Thursday, December 8, 2011

Roi Soleil

I wish I could remember the source. I don’t. Nevertheless I well remember reading in the early 1960s something to this effect. “Any man observed to have been in conversation with Louis XIV for at least fifteen minutes, could turn that event into enduring personal wealth.” Back then—I mean in the 1960s—the media had certainly already emerged. It hadn’t as yet turned into the modern version of the court of Louis XIV. The media’s power, to be sure, is not quite so concentrated as that of the Sun King, but these days it sheds the same sort of sunlight once shed by Louis Quatorze.  My author had not elaborated—assuming that his readers were sophisticated. The statement puzzled me at first until, by simple reasoning, I saw how that could indeed be true. People seek those who’re close to the source of power; being sought-after gives them opportunities; furthermore the mere appearance of being connected will suffice; the person need have no genuine power. It’s all reflection, as it were, like that of sunlight. Today’s Roi Soleil is actually the media. Therefore, de facto, we already live under a monarchy. We just haven’t realized it yet.

Wednesday, December 7, 2011

War’s Shadows

We arrived in the United States in the summer of 1951, thus some months before the last veteran of the American Civil War died on December 31 of that year. He was Albert H. Woolson aged 106. That war ended in 1865. Some long shadow. An image of Woolson is on Wikipedia; he looked exactly like the men whose images are now being shown as veteran survivors of Pearl Harbor. This suggests that not until 2033 will our energetic media fail to find a person who had been there when the time to recall the “Day of Infamy” returns yet again. What is said at such occasions tells me something of our current culture. Maybe in 2033 we’ll mark the day with silence.

- - -

I stand corrected. Albert H. Woolson died August 2, 1956. I have friends with keen ears and eyes in the Civil War field. My eye may have slipped as I looked at that list...

Tuesday, December 6, 2011

Szent Mikulás

In my childhood, on the night of December 5, we shined our shoes and put them on the window sill before we went to bed. This morning we rushed to the window to see what Mikulás had brought us. Here read St. Nicholas. December 6 was the opening day of the Christmas Season for children. The gifts were fruit, candy, and such—lots of wrinkled up red wrapping paper for atmosphere—and for each child a switch (see image) our parents could use to punish us if we were bad. Those must have been sold at the market, I think—and then saved for next year when we weren’t paying attention. My last such Szent Mikulás celebration was problematic. On December 5 of 1944 we found ourselves aboard a train. The carriage had been equipped with beds and such; it had windows but they didn’t open and had no sill. What to do? My Mother told us that Szent Mikulás would “understand.” Therefore we placed our shoes next to our beds… Well, train or no train—we were bound out of Hungary and on the very first stage of our long voyage into the greater world—we discovered that Mikulás had found a way. And in the morning, to our delight….

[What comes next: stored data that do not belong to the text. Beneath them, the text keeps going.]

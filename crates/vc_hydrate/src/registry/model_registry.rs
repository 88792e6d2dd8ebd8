use alloc::sync::Arc;
use core::any::TypeId;
use core::fmt;

use foldhash::fast::FixedState;
use hashbrown::{HashMap, HashSet};
use log::warn;
use parking_lot::{RwLock, RwLockReadGuard, RwLockWriteGuard};

use crate::cache::TypeIdMap;
use crate::info::ModelInfo;
use crate::registry::{FromType, GetModelMeta, ModelMeta, TypeTrait};

// -----------------------------------------------------------------------------
// ModelRegistry

/// A registry of model types.
///
/// This struct is the central store for model metadata.
/// [Registering] a type generates a new [`ModelMeta`] entry using the type's
/// [`GetModelMeta`] implementation (which is automatically implemented when using
/// [`#[derive(Model)]`](crate::derive::Model)).
///
/// Besides `TypeId`, a model can be looked up by its full [type path] or by its
/// short [type name]. Short names shared by several registered models are
/// ambiguous and never resolve.
///
/// # Example
///
/// ```
/// use vc_hydrate::derive::Model;
/// use vc_hydrate::registry::{ModelRegistry, TypeTraitDefault};
///
/// #[derive(Model, Default, Debug)]
/// struct Session { token: String }
///
/// let mut registry = ModelRegistry::new();
/// registry.register::<Session>();
///
/// let ctor = registry
///     .get_with_type_name("Session").unwrap()
///     .get_trait::<TypeTraitDefault>().unwrap();
///
/// let session = ctor.default().take::<Session>().unwrap();
/// assert_eq!(session.token, "");
/// ```
///
/// [Registering]: ModelRegistry::register
/// [type path]: crate::info::TypePath::type_path
/// [type name]: crate::info::TypePath::type_name
pub struct ModelRegistry {
    meta_table: TypeIdMap<ModelMeta>,
    type_path_to_id: HashMap<&'static str, TypeId, FixedState>,
    type_name_to_id: HashMap<&'static str, TypeId, FixedState>,
    ambiguous_names: HashSet<&'static str, FixedState>,
}

impl Default for ModelRegistry {
    /// See [`ModelRegistry::new`] .
    #[inline]
    fn default() -> Self {
        Self::new()
    }
}

impl ModelRegistry {
    /// Create an empty [`ModelRegistry`].
    pub fn new() -> Self {
        Self {
            meta_table: TypeIdMap::new(),
            type_path_to_id: HashMap::default(),
            type_name_to_id: HashMap::default(),
            ambiguous_names: HashSet::default(),
        }
    }

    // # Validity
    // The type must **not** already exist.
    fn add_new_type_indices(&mut self, meta: &ModelMeta) {
        let ty = meta.ty();
        let type_name = ty.name();

        if !self.ambiguous_names.contains(type_name) {
            if self.type_name_to_id.remove(type_name).is_some() {
                warn!(
                    "model name `{type_name}` is ambiguous, `{}` must be looked up by its full path",
                    ty.path(),
                );
                self.ambiguous_names.insert(type_name);
            } else {
                self.type_name_to_id.insert(type_name, ty.id());
            }
        }

        // For new type, assuming that the full path cannot be duplicated.
        self.type_path_to_id.insert(ty.path(), ty.id());
    }

    // Returns `false` and does nothing if the type is already registered.
    fn register_internal(&mut self, type_id: TypeId, get_meta: impl FnOnce() -> ModelMeta) -> bool {
        if self.meta_table.contains(&type_id) {
            return false;
        }
        let meta = get_meta();
        self.add_new_type_indices(&meta);
        self.meta_table.insert(type_id, meta);
        true
    }

    /// Insert or **Overwrite** a [`ModelMeta`].
    ///
    /// If the type already exists its metadata is replaced, the name indices are kept.
    ///
    /// This method will _not_ register type dependencies.
    /// Use [`register`](Self::register) to register a type with its dependencies.
    pub fn insert_model_meta(&mut self, meta: ModelMeta) {
        let type_id = meta.type_id();
        if !self.meta_table.contains(&type_id) {
            self.add_new_type_indices(&meta);
        }
        self.meta_table.insert(type_id, meta);
    }

    /// Attempts to register the type `T` if it has not yet been registered already.
    ///
    /// This will also recursively register any dependencies as specified by
    /// [`GetModelMeta::register_dependencies`]. As with any meta, dependencies
    /// are not registered more than once.
    ///
    /// # Example
    ///
    /// ```
    /// # use core::any::TypeId;
    /// # use vc_hydrate::{derive::Model, registry::ModelRegistry};
    /// #[derive(Model, Default, Debug)]
    /// struct Base { id: u64 }
    ///
    /// #[derive(Model, Default, Debug)]
    /// struct Order {
    ///     #[model(base)]
    ///     base: Base,
    ///     #[model(nested = Line)]
    ///     lines: Vec<Line>,
    /// }
    ///
    /// #[derive(Model, Default, Debug)]
    /// struct Line { sku: String }
    ///
    /// let mut registry = ModelRegistry::new();
    /// registry.register::<Order>();
    ///
    /// assert!(registry.contains(TypeId::of::<Order>()));
    /// assert!(registry.contains(TypeId::of::<Base>()));
    /// assert!(registry.contains(TypeId::of::<Line>()));
    /// ```
    pub fn register<T: GetModelMeta>(&mut self) {
        if self.register_internal(TypeId::of::<T>(), T::get_model_meta) {
            T::register_dependencies(self);
        }
    }

    /// Automatically registers all models annotated with `#[model(auto_register)]`.
    ///
    /// This method is equivalent to calling [`register`](Self::register) for each
    /// qualifying type. Repeated calls are cheap and will not insert duplicates.
    ///
    /// ## Return Value
    ///
    /// Returns `true` if automatic registration is available, that is, the
    /// `auto_register` feature is enabled. Otherwise does nothing and returns `false`.
    ///
    /// ## Platform Support
    ///
    /// Static registration is implemented with the `inventory` crate, which supports
    /// Linux, macOS, Windows, iOS, Android and Web.
    ///
    /// # Examples
    ///
    /// ```
    /// # use core::any::TypeId;
    /// # use vc_hydrate::{derive::Model, registry::ModelRegistry};
    /// #[derive(Model, Default, Debug)]
    /// #[model(auto_register)]
    /// struct Invoice { total: f64 }
    ///
    /// let mut registry = ModelRegistry::new();
    /// assert!(registry.auto_register());
    /// assert!(registry.contains(TypeId::of::<Invoice>()));
    /// ```
    #[cfg_attr(not(feature = "auto_register"), inline(always))]
    pub fn auto_register(&mut self) -> bool {
        #[cfg(feature = "auto_register")]
        {
            crate::__macro_exports::auto_register::register_types(self);
            true
        }
        #[cfg(not(feature = "auto_register"))]
        {
            false
        }
    }

    /// Registers the type trait `D` for model `T`, registering `T` first if needed.
    ///
    /// Useful to attach a capability the derive did not generate, for example
    /// a hand written [`HasCustomAttributes`](crate::attributes::HasCustomAttributes).
    pub fn register_type_trait<T: GetModelMeta, D: TypeTrait + FromType<T>>(&mut self) {
        self.register::<T>();
        if let Some(meta) = self.meta_table.get_mut(&TypeId::of::<T>()) {
            meta.insert_trait(D::from_type());
        }
    }

    /// Whether the type with given [`TypeId`] has been registered in this registry.
    #[inline]
    pub fn contains(&self, type_id: TypeId) -> bool {
        self.meta_table.contains(&type_id)
    }

    /// Returns the number of registered models.
    #[inline]
    pub fn len(&self) -> usize {
        self.meta_table.len()
    }

    /// Returns `true` if no model is registered.
    #[inline]
    pub fn is_empty(&self) -> bool {
        self.meta_table.len() == 0
    }

    /// Returns a reference to the [`ModelMeta`] of the type with the given [`TypeId`].
    #[inline]
    pub fn get(&self, type_id: TypeId) -> Option<&ModelMeta> {
        self.meta_table.get(&type_id)
    }

    /// Returns a mutable reference to the [`ModelMeta`] of the type with the given [`TypeId`].
    #[inline]
    pub fn get_mut(&mut self, type_id: TypeId) -> Option<&mut ModelMeta> {
        self.meta_table.get_mut(&type_id)
    }

    /// Returns a reference to the [`ModelMeta`] of the type with the given [type path].
    ///
    /// [type path]: crate::info::TypePath::type_path
    pub fn get_with_type_path(&self, type_path: &str) -> Option<&ModelMeta> {
        match self.type_path_to_id.get(type_path) {
            Some(id) => self.get(*id),
            None => None,
        }
    }

    /// Returns a reference to the [`ModelMeta`] of the type with the given [type name].
    ///
    /// If the type name is ambiguous, or if no type with the given name
    /// has been registered, returns `None`.
    ///
    /// [type name]: crate::info::TypePath::type_name
    pub fn get_with_type_name(&self, type_name: &str) -> Option<&ModelMeta> {
        match self.type_name_to_id.get(type_name) {
            Some(id) => self.get(*id),
            None => None,
        }
    }

    /// Looks a model up by full path first, then by short name.
    pub fn get_with_name(&self, name: &str) -> Option<&ModelMeta> {
        self.get_with_type_path(name)
            .or_else(|| self.get_with_type_name(name))
    }

    /// Returns `true` if the given [type name] matches multiple registered models.
    ///
    /// # Example
    /// ```
    /// # use vc_hydrate::registry::ModelRegistry;
    /// # mod foo {
    /// #     use vc_hydrate::derive::Model;
    /// #     #[derive(Model, Default, Debug)]
    /// #     pub struct Item { pub id: u32 }
    /// # }
    /// # mod bar {
    /// #     use vc_hydrate::derive::Model;
    /// #     #[derive(Model, Default, Debug)]
    /// #     pub struct Item { pub id: u32 }
    /// # }
    /// let mut registry = ModelRegistry::new();
    /// registry.register::<foo::Item>();
    /// registry.register::<bar::Item>();
    /// assert!(registry.is_ambiguous("Item"));
    /// assert!(registry.get_with_type_name("Item").is_none());
    /// ```
    ///
    /// [type name]: crate::info::TypePath::type_name
    pub fn is_ambiguous(&self, type_name: &str) -> bool {
        self.ambiguous_names.contains(type_name)
    }

    /// Returns a reference to the type trait `T` of the model with the given [`TypeId`].
    pub fn get_type_trait<T: TypeTrait>(&self, type_id: TypeId) -> Option<&T> {
        match self.get(type_id) {
            Some(meta) => meta.get_trait::<T>(),
            None => None,
        }
    }

    /// Returns the [`ModelInfo`] associated with the given [`TypeId`].
    pub fn get_model_info(&self, type_id: TypeId) -> Option<&'static ModelInfo> {
        self.get(type_id).map(ModelMeta::model_info)
    }

    /// Returns an iterator over the [`ModelMeta`]s of the registered models.
    pub fn iter(&self) -> impl ExactSizeIterator<Item = &ModelMeta> {
        self.meta_table.values()
    }

    /// Returns a ([`ModelMeta`], type trait) iterator over the models carrying the type trait `T`.
    pub fn iter_with_trait<T: TypeTrait>(&self) -> impl Iterator<Item = (&ModelMeta, &T)> {
        self.meta_table
            .values()
            .filter_map(|meta| meta.get_trait::<T>().map(|t| (meta, t)))
    }
}

impl fmt::Debug for ModelRegistry {
    fn fmt(&self, f: &mut fmt::Formatter<'_>) -> fmt::Result {
        f.debug_set().entries(self.type_path_to_id.keys()).finish()
    }
}

// -----------------------------------------------------------------------------
// ModelRegistryArc

/// A shared [`ModelRegistry`] behind a reader-writer lock.
#[derive(Clone, Default)]
pub struct ModelRegistryArc {
    /// The wrapped [`ModelRegistry`].
    pub internal: Arc<RwLock<ModelRegistry>>,
}

impl ModelRegistryArc {
    /// Wraps an existing registry.
    #[inline]
    pub fn new(registry: ModelRegistry) -> Self {
        Self {
            internal: Arc::new(RwLock::new(registry)),
        }
    }

    /// Takes a read lock on the underlying [`ModelRegistry`].
    #[inline]
    pub fn read(&self) -> RwLockReadGuard<'_, ModelRegistry> {
        self.internal.read()
    }

    /// Takes a write lock on the underlying [`ModelRegistry`].
    #[inline]
    pub fn write(&self) -> RwLockWriteGuard<'_, ModelRegistry> {
        self.internal.write()
    }
}

impl fmt::Debug for ModelRegistryArc {
    fn fmt(&self, f: &mut fmt::Formatter<'_>) -> fmt::Result {
        fmt::Debug::fmt(&*self.internal.read(), f)
    }
}

#[cfg(test)]
mod tests {
    use core::any::TypeId;

    use super::ModelRegistry;
    use crate::derive::Model;
    use crate::registry::{TypeTraitCustomAttributes, TypeTraitDefault};

    mod left {
        use crate::derive::Model;

        #[derive(Model, Default, Debug)]
        pub struct Node {
            pub id: u32,
        }
    }

    mod right {
        use crate::derive::Model;

        #[derive(Model, Default, Debug)]
        pub struct Node {
            pub id: u32,
        }
    }

    #[derive(Model, Default, Debug)]
    #[model(type_path = "app::Tag")]
    struct Tag {
        label: String,
    }

    #[test]
    fn lookup_by_path_and_name() {
        let mut registry = ModelRegistry::new();
        registry.register::<Tag>();
        registry.register::<Tag>();

        assert_eq!(registry.len(), 1);
        let meta = registry.get_with_type_path("app::Tag").unwrap();
        assert_eq!(meta.type_id(), TypeId::of::<Tag>());
        assert!(registry.get_with_type_name("Tag").is_some());
        assert!(registry.get_with_name("app::Tag").is_some());
        assert!(registry.get_with_name("Tag").is_some());
        assert!(registry.get_with_name("Missing").is_none());
        assert!(meta.has_trait::<TypeTraitDefault>());
        assert!(!meta.has_trait::<TypeTraitCustomAttributes>());
    }

    #[test]
    fn ambiguous_names_resolve_by_path_only() {
        let mut registry = ModelRegistry::new();
        registry.register::<left::Node>();
        assert!(!registry.is_ambiguous("Node"));
        registry.register::<right::Node>();

        assert!(registry.is_ambiguous("Node"));
        assert!(registry.get_with_type_name("Node").is_none());

        let path = <right::Node as crate::info::TypePath>::type_path();
        assert_eq!(
            registry.get_with_name(path).map(|m| m.type_id()),
            Some(TypeId::of::<right::Node>())
        );
    }

    #[test]
    fn iter_with_trait() {
        let mut registry = ModelRegistry::new();
        registry.register::<Tag>();
        registry.register::<left::Node>();

        assert_eq!(registry.iter().len(), 2);
        assert_eq!(registry.iter_with_trait::<TypeTraitDefault>().count(), 2);
        assert_eq!(
            registry.iter_with_trait::<TypeTraitCustomAttributes>().count(),
            0
        );
    }
}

That name, in Hungarian, is pronounced Sent Me-cool-lahsh. Image courtesy of Wikipedia (link).

Monday, December 5, 2011

Contemplating the Big Picture

It frustrates many to do that. When done right it produces understanding and knowledge of what must be done. But what must be done is puny, over against that picture, unlikely to have any effect. What must be done turns out to be the usual daily grind done right with a cheerful attitude, whereas the “Big Picture,” to be changed in any way, appears to require gigantic deeds of transformation. But understanding of that picture teaches that that can’t actually be done. “Yes, yes, yes!” cries the impatient activist, “but if we could just get people to back us…” But that, in turn, suggests that we should see “people” in the aggregate, and, once more, the Big Picture is sobering. That reminds me of The Little Duck.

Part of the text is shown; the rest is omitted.